When I first began blogging, I did it every day. I considered it a writing exercise that combined both the business of staying in touch with that of political commentary. A month or so into that I found that I was writing every few days and then once a week. It takes time to find ones stride I guess, and I figured that once a week was not a hideous track record. Then I reached the three week mark in radiation and all of a sudden I discovered fatigue. This wasn’t the fatigue of sickness, the kind where you lie in bed and long for nothing more than Theraflu and swear by Emergen-C, and Samahan, all of which I have done and will, hopefully, resume doing soon. This is the kind of bone-deep weariness that made sitting outside wrapped in a blanket on a cool Maine-like-but-wait-this-is-Philly summer evening, and watching the fireflies come out, too much. This is the kind of tiredness where the world seemed to actually roll by before my eyes like a movie and where I could not muster the energy to open my eyes.
Alas, that meant that I had to put away my bus-tickets and convention pass and skip an event that I had been looking forward to: the South Asian Journalists’ Association convention in NY. I managed, briefly, to regain some enthusiasm upon hearing the voice of my friend and gracious host, Nora Maynard (check out her cocktails here where she writes for Apartment Therapy), enough that I could pick one outfit and eat some lunch and even make a call to a neighbor for a ride to the train station. But that was all I could manage. Instead I gave up the good fight and chalked the words that have bewildered a few visitors since as they stared at them on the flagstones behind the backdoor:
I am a bad girl who did not go to NY : (
Which is a long-winded way of saying that I have fallen short of the 7 day post rule and, also, that even though this kind of exhaustion was not familiar to me and I did not believe the doctors when they told me about it, I am trying to absorb what I can of the world around me, some of which I want to share today.

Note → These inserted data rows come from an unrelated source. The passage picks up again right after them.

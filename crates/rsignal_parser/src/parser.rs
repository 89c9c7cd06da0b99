//! The recursive descent parser.
//!
//! Pulls tokens from the scanner and builds an arena-allocated AST for an
//! ECMAScript module. Syntax errors are collected rather than returned: the
//! parser always produces a tree, and the caller decides whether the
//! diagnostics make it unusable.

use bumpalo::Bump;
use rsignal_ast::node::*;
use rsignal_ast::precedence::{get_binary_operator_precedence, OperatorPrecedence};
use rsignal_ast::syntax_kind::SyntaxKind;
use rsignal_ast::types::*;
use rsignal_core::intern::StringInterner;
use rsignal_core::text::{TextRange, TextSpan};
use rsignal_diagnostics::{messages, Diagnostic, DiagnosticCollection, DiagnosticMessage};
use rsignal_scanner::Scanner;

/// Maximum recursion depth to prevent stack overflow on deeply nested input.
const MAX_RECURSION_DEPTH: u32 = 200;

/// Allocate a Vec into the arena as a slice.
fn alloc_vec_in<T>(arena: &Bump, vec: Vec<T>) -> &[T] {
    arena.alloc_slice_fill_iter(vec)
}

/// The parser produces a SourceFile AST from module source text.
pub struct Parser<'a> {
    arena: &'a Bump,
    interner: StringInterner,
    scanner: Scanner,
    file_name: String,
    source_text: String,
    diagnostics: DiagnosticCollection,
    recursion_depth: u32,
    /// Set once the nesting limit is hit; the rest of the input is skipped
    /// and no further errors are reported.
    aborted: bool,
    /// End of the last consumed token. Nodes end here, before any trivia.
    prev_token_end: u32,
    /// Set while parsing the head of a `for` statement, where `in` ends the
    /// initializer instead of being a binary operator.
    disallow_in: bool,
}
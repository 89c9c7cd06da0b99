//! rsignal_diagnostics: Diagnostic messages and error reporting infrastructure.
//!
//! Every problem the rewriter can report (syntax errors, binding conflicts,
//! macro misuse) is a coded [`DiagnosticMessage`] realized into a located
//! [`Diagnostic`]. Codes are grouped: 1xxx syntax, 2xxx binding, 9xxx macro
//! usage.

use rsignal_core::text::TextSpan;
use std::fmt;

#[derive(Debug, Clone, Copy, PartialEq, Eq, Hash)]
pub enum DiagnosticCategory {
    Warning,
    Error,
    Message,
}

impl fmt::Display for DiagnosticCategory {
    fn fmt(&self, f: &mut fmt::Formatter<'_>) -> fmt::Result {
        match self {
            DiagnosticCategory::Warning => write!(f, "warning"),
            DiagnosticCategory::Error => write!(f, "error"),
            DiagnosticCategory::Message => write!(f, "message"),
        }
    }
}

/// A diagnostic message template with a code and category.
#[derive(Debug, Clone)]
pub struct DiagnosticMessage {
    pub code: u32,
    pub category: DiagnosticCategory,
    /// May contain `{0}`, `{1}`, ... placeholders.
    pub message: &'static str,
}

/// A realized diagnostic with location information and resolved message text.
#[derive(Debug, Clone, PartialEq, Eq)]
pub struct Diagnostic {
    pub file: Option<String>,
    pub span: Option<TextSpan>,
    pub message_text: String,
    pub code: u32,
    pub category: DiagnosticCategory,
}

impl Diagnostic {
    /// A diagnostic with no file or location.
    pub fn new(message: &DiagnosticMessage, args: &[&str]) -> Self {
        Self {
            file: None,
            span: None,
            message_text: format_message(message.message, args),
            code: message.code,
            category: message.category,
        }
    }

    /// A diagnostic attached to a span. The file is filled in by whoever owns
    /// the file name (the parser for scanner errors, the driver otherwise).
    pub fn at(span: TextSpan, message: &DiagnosticMessage, args: &[&str]) -> Self {
        Self {
            span: Some(span),
            ..Self::new(message, args)
        }
    }

    pub fn with_location(
        file: String,
        span: TextSpan,
        message: &DiagnosticMessage,
        args: &[&str],
    ) -> Self {
        Self {
            file: Some(file),
            ..Self::at(span, message, args)
        }
    }

    pub fn is_error(&self) -> bool {
        self.category == DiagnosticCategory::Error
    }
}

impl fmt::Display for Diagnostic {
    fn fmt(&self, f: &mut fmt::Formatter<'_>) -> fmt::Result {
        if let Some(ref file) = self.file {
            write!(f, "{}", file)?;
            if let Some(span) = self.span {
                write!(f, "({})", span.start)?;
            }
            write!(f, ": ")?;
        }
        write!(f, "{} RS{}: {}", self.category, self.code, self.message_text)
    }
}

impl std::error::Error for Diagnostic {}

/// Replace `{0}`, `{1}`, ... in `template` with `args`.
pub fn format_message(template: &str, args: &[&str]) -> String {
    let mut result = template.to_string();
    for (i, arg) in args.iter().enumerate() {
        result = result.replace(&format!("{{{}}}", i), arg);
    }
    result
}

/// Diagnostics accumulated while processing one module.
#[derive(Debug, Clone, Default, PartialEq, Eq)]
pub struct DiagnosticCollection {
    diagnostics: Vec<Diagnostic>,
}

impl DiagnosticCollection {
    pub fn new() -> Self {
        Self::default()
    }

    pub fn add(&mut self, diagnostic: Diagnostic) {
        self.diagnostics.push(diagnostic);
    }

    pub fn has_errors(&self) -> bool {
        self.diagnostics.iter().any(Diagnostic::is_error)
    }

    pub fn error_count(&self) -> usize {
        self.diagnostics.iter().filter(|d| d.is_error()).count()
    }

    pub fn diagnostics(&self) -> &[Diagnostic] {
        &self.diagnostics
    }

    pub fn into_diagnostics(self) -> Vec<Diagnostic> {
        self.diagnostics
    }

    pub fn is_empty(&self) -> bool {
        self.diagnostics.is_empty()
    }

    pub fn len(&self) -> usize {
        self.diagnostics.len()
    }

    pub fn extend(&mut self, other: DiagnosticCollection) {
        self.diagnostics.extend(other.diagnostics);
    }

    /// Stamp every diagnostic that has no file with `file`.
    pub fn attach_file(&mut self, file: &str) {
        for diagnostic in &mut self.diagnostics {
            if diagnostic.file.is_none() {
                diagnostic.file = Some(file.to_string());
            }
        }
    }

    /// Sort by file, then position.
    pub fn sort(&mut self) {
        self.diagnostics.sort_by(|a, b| {
            a.file
                .cmp(&b.file)
                .then_with(|| a.span.map(|s| s.start).cmp(&b.span.map(|s| s.start)))
        });
    }
}

impl IntoIterator for DiagnosticCollection {
    type Item = Diagnostic;
    type IntoIter = std::vec::IntoIter<Diagnostic>;

    fn into_iter(self) -> Self::IntoIter {
        self.diagnostics.into_iter()
    }
}

// ============================================================================
// Diagnostic Messages
// ============================================================================

pub mod messages {
    use super::*;

    macro_rules! diag {
        ($code:expr, Error, $msg:expr) => {
            DiagnosticMessage { code: $code, category: DiagnosticCategory::Error, message: $msg }
        };
        ($code:expr, Warning, $msg:expr) => {
            DiagnosticMessage { code: $code, category: DiagnosticCategory::Warning, message: $msg }
        };
    }

    // ========================================================================
    // Scanner errors
    // ========================================================================
    pub const UNTERMINATED_STRING_LITERAL: DiagnosticMessage = diag!(1002, Error, "Unterminated string literal.");
    pub const ASTERISK_SLASH_EXPECTED: DiagnosticMessage = diag!(1010, Error, "'*/' expected.");
    pub const DIGIT_EXPECTED: DiagnosticMessage = diag!(1124, Error, "Digit expected.");
    pub const HEXADECIMAL_DIGIT_EXPECTED: DiagnosticMessage = diag!(1125, Error, "Hexadecimal digit expected.");
    pub const INVALID_CHARACTER: DiagnosticMessage = diag!(1127, Error, "Invalid character.");
    pub const UNTERMINATED_TEMPLATE_LITERAL: DiagnosticMessage = diag!(1160, Error, "Unterminated template literal.");
    pub const UNTERMINATED_REGULAR_EXPRESSION_LITERAL: DiagnosticMessage = diag!(1161, Error, "Unterminated regular expression literal.");
    pub const IDENTIFIER_CANNOT_FOLLOW_NUMERIC_LITERAL: DiagnosticMessage = diag!(1351, Error, "An identifier or keyword cannot immediately follow a numeric literal.");

    // ========================================================================
    // Parser errors
    // ========================================================================
    pub const IDENTIFIER_EXPECTED: DiagnosticMessage = diag!(1003, Error, "Identifier expected.");
    pub const _0_EXPECTED: DiagnosticMessage = diag!(1005, Error, "'{0}' expected.");
    pub const UNEXPECTED_TOKEN: DiagnosticMessage = diag!(1012, Error, "Unexpected token.");
    pub const A_REST_ELEMENT_MUST_BE_LAST: DiagnosticMessage = diag!(1014, Error, "A rest element must be last in a destructuring pattern or parameter list.");
    pub const EXPRESSION_EXPECTED: DiagnosticMessage = diag!(1109, Error, "Expression expected.");
    pub const DECLARATION_OR_STATEMENT_EXPECTED: DiagnosticMessage = diag!(1128, Error, "Declaration or statement expected.");
    pub const PROPERTY_ASSIGNMENT_EXPECTED: DiagnosticMessage = diag!(1136, Error, "Property assignment expected.");
    pub const CONST_DECLARATIONS_MUST_BE_INITIALIZED: DiagnosticMessage = diag!(1155, Error, "'const' declarations must be initialized.");
    pub const VARIABLE_DECLARATION_EXPECTED: DiagnosticMessage = diag!(1134, Error, "Variable declaration expected.");
    pub const MAXIMUM_NESTING_DEPTH_EXCEEDED: DiagnosticMessage = diag!(1199, Error, "Maximum nesting depth exceeded.");
    pub const UNARY_OPERAND_OF_EXPONENTIATION: DiagnosticMessage = diag!(1360, Error, "A unary expression cannot be the left operand of '**'; enclose it in parentheses.");
    pub const CANNOT_MIX_0_AND_1_WITHOUT_PARENTHESES: DiagnosticMessage = diag!(1361, Error, "'{0}' and '{1}' operations cannot be mixed without parentheses.");
    pub const INVALID_LEFT_HAND_SIDE_IN_ASSIGNMENT: DiagnosticMessage = diag!(2364, Error, "The left-hand side of an assignment expression must be a variable or a property access.");

    // ========================================================================
    // Binder errors
    // ========================================================================
    pub const CANNOT_REDECLARE_BLOCK_SCOPED_VARIABLE_0: DiagnosticMessage = diag!(2451, Error, "Cannot redeclare block-scoped variable '{0}'.");

    // ========================================================================
    // Macro usage errors
    // ========================================================================
    pub const SHOULD_USE_LET_WITH_0_MACRO: DiagnosticMessage = diag!(9001, Error, "Should use 'let' with {0}() macro.");
    pub const DECLARE_ONE_VARIABLE_WITH_0_MACRO: DiagnosticMessage = diag!(9002, Error, "Please declare one variable in one let statement with {0}() macro.");
    pub const ONLY_IDENTIFIER_ALLOWED_WITH_0_MACRO: DiagnosticMessage = diag!(9003, Error, "Only identifier is allowed with {0}() macro.");
    pub const _0_MACRO_EXPECTS_1_ARGUMENTS_GOT_2: DiagnosticMessage = diag!(9004, Error, "{0}() macro expects {1} argument(s), got {2}.");
    pub const CANNOT_ASSIGN_TO_0_BOUND_BY_1_MACRO: DiagnosticMessage = diag!(9005, Error, "Cannot assign to '{0}' because it is bound by {1}() macro and has no setter.");
    pub const CANNOT_REWRITE_0_WRITE_TO_1: DiagnosticMessage = diag!(9006, Error, "Cannot rewrite {0} of '{1}' bound by {2}() macro into a setter call.");
}

#[cfg(test)]
mod tests {
    use super::*;

    #[test]
    fn test_format_message() {
        assert_eq!(
            format_message("{0}() macro expects {1} argument(s), got {2}.", &["$memo", "1", "0"]),
            "$memo() macro expects 1 argument(s), got 0."
        );
    }

    #[test]
    fn test_display_with_location() {
        let d = Diagnostic::with_location(
            "app.js".to_string(),
            TextSpan::new(4, 5),
            &messages::SHOULD_USE_LET_WITH_0_MACRO,
            &["$signal"],
        );
        assert_eq!(
            d.to_string(),
            "app.js(4): error RS9001: Should use 'let' with $signal() macro."
        );
    }

    #[test]
    fn test_collection_attach_and_sort() {
        let mut diagnostics = DiagnosticCollection::new();
        diagnostics.add(Diagnostic::at(TextSpan::new(9, 1), &messages::UNEXPECTED_TOKEN, &[]));
        diagnostics.add(Diagnostic::at(TextSpan::new(2, 1), &messages::_0_EXPECTED, &[";"]));
        diagnostics.attach_file("a.js");
        diagnostics.sort();

        assert!(diagnostics.has_errors());
        assert_eq!(diagnostics.error_count(), 2);
        assert_eq!(diagnostics.diagnostics()[0].message_text, "';' expected.");
        assert!(diagnostics
            .diagnostics()
            .iter()
            .all(|d| d.file.as_deref() == Some("a.js")));
    }
}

I usually listen to the conversation around me when I sit in the waiting room along with the other early-morning folk, all of whom now happen to be men. Sometimes they talk to me and I respond, about my bike ride, about a dropped ID card of mine that one of them had found, about the cookies on offer, about how much longer we each have and so forth. Together with them I listened to ongoing coverage of Michael Jackson’s death which overshadowed with such, albeit deserved, tumult, the death from cancer of Farah Fawcett. I listened to news about the suburban swimming pool which rescinded its permission (and returned their payment) to a Philly day camp when the non-“White” kids from the camp showed up to swim. And I listened as one of the men mused aloud to his friend that there had never been a welcome-home parade for the veterans of the Vietnam War.
I asked him about that when I came out after my session in the radiation room where I had also learned anew about the masks that people are able to put on when they are undergoing treatment after the removal of brain tumors. “We don’t want to tattoo someone’s face,” the technician told me, “so we put on this substance that conforms to their face and then hardens. We make the mark on that.” I could not get that picture out of mind – the sensation that a part of them was being left behind, lined up on a shelf that catches my eye each morning when I lie down. It made me wonder what of me I leave behind each morning for surely there is something that is lost or shed or forgotten?
I asked the man in the waiting room, an officer at the University of Pennsylvania, about what he had talked about earlier, with awkward words: “I didn’t know that,” I said tentatively, “about the Vietnam War, what you said, about never having had a welcome home parade.” So he explained it to me, this thing that was like a thorn in his side, the fact – as he explained it – that other veterans who have spent “a few months in Iraq” get a welcome, but not them. “They just call us baby killers.” I tried to talk to him about Tim O’Brien’s book, The Things They Carried, which is what I am reading in full again right now. He didn’t read books about the war, he told me, because he wanted to forget.
It has stayed on my mind. Surely the matter of forgetting the things one has been forced to do comes from the forgiving release of being recognized for having been forced to do them. Even I, a foreigner, an avid political activist, and someone who has written frequently about war, can see that there is a distinction between the soldier and the war. From a small town in Maine I watched as poor families sent their children off to war for reasons that had little or nothing to do with believing in the “cause” of the previous administration. I protested the war but recognized the dead, joining the members of a local peace group, Waterville Bridges for Peace & Justice, in a controversial action to commemorate the dead in Iraq when the 2000th American soldier had been felled. And of all wars surely the Vietnam War was the worst where most of the young men who went were sent against their will and better judgment. Those young men are old men now. They sit, like my friend, in hospital waiting rooms or lie among the garbage on the streets of cities like Philadelphia. It is unutterably sad they were never permitted the release that civilians who have known no war can and should give them.
I’ve started to read about this issue and just came across a statement by Michael Leon, a Vietnam veteran who saluted President Obama who, in word if not in deed, honored these veterans whom nobody else had seen fit to mention. I suppose that is a start.